OlegSchwann June 15, 2019 at 23:31

Go data structures cheat sheet

Some companies interview online writing code. It is required to solve the olympiad problem for speed. In such circumstances, there is no time to see the details of the implementation of data structures - you need to immediately realize the idea. But courses on algorithms and data structures provide examples in either pseudo-code or C ++. More reference solutions to problems are often written in C ++. In preparation for the interview, I made a crib of libraries - analogues of STL containers, so as not to waste precious time searching.

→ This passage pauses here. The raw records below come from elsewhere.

//! Token Refresh / Verify Use Cases

use serde::Serialize;
use std::sync::Arc;

use crate::application::jwt::{TokenService, TokenType};
use crate::domain::repository::UserRepository;
use crate::error::{UsersError, UsersResult};

/// Fresh access token
#[derive(Debug, Clone, Serialize)]
pub struct AccessToken {
    pub access: String,
}

/// Exchange a refresh token for a new access token
pub struct TokenRefreshUseCase<R>
where
    R: UserRepository,
{
    user_repo: Arc<R>,
    tokens: Arc<TokenService>,
}

impl<R> TokenRefreshUseCase<R>
where
    R: UserRepository,
{
    pub fn new(user_repo: Arc<R>, tokens: Arc<TokenService>) -> Self {
        Self { user_repo, tokens }
    }

    pub async fn execute(&self, refresh: Option<String>) -> UsersResult<AccessToken> {
        let refresh = refresh.ok_or_else(|| UsersError::required("refresh"))?;
        let claims = self.tokens.decode(&refresh, Some(TokenType::Refresh))?;

        // Deactivated since the refresh token was issued
        let user = self
            .user_repo
            .find_by_id(&claims.user_id()?)
            .await?
            .filter(|u| u.is_active)
            .ok_or(UsersError::TokenUserInactive)?;

        let access = self.tokens.issue(&user.user_id, TokenType::Access)?;

        tracing::debug!(user_id = %user.user_id, "Access token refreshed");

        Ok(AccessToken { access })
    }
}

/// Check that a token of either type is authentic and unexpired
pub struct TokenVerifyUseCase {
    tokens: Arc<TokenService>,
}

impl TokenVerifyUseCase {
    pub fn new(tokens: Arc<TokenService>) -> Self {
        Self { tokens }
    }

    pub fn execute(&self, token: Option<String>) -> UsersResult<()> {
        let token = token.ok_or_else(|| UsersError::required("token"))?;
        self.tokens.decode(&token, None)?;
        Ok(())
    }
}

Let's start with the obvious.

Dynamic continuous array

The analogue std::vector.
Supports accessing an element by index for a constant time of several processor cycles. You can increase or decrease capacity. This is the built-in slice:

vector := []int{}

Conveniently, basic concepts are built into the language.

Stack

The analogue std::stack.

An ordered set in which adding new elements and deleting existing ones is done from one end. The element that was placed last (last-in, first-out - LIFO) is removed first from the stack. This is again a walled slice. Snippets are copied from project to project:

// Push
stack = append(stack, value)

// Pop
// Проверка, что len(stack) > 0
stack, value = a[:len(stack)-1], a[len(stack)-1]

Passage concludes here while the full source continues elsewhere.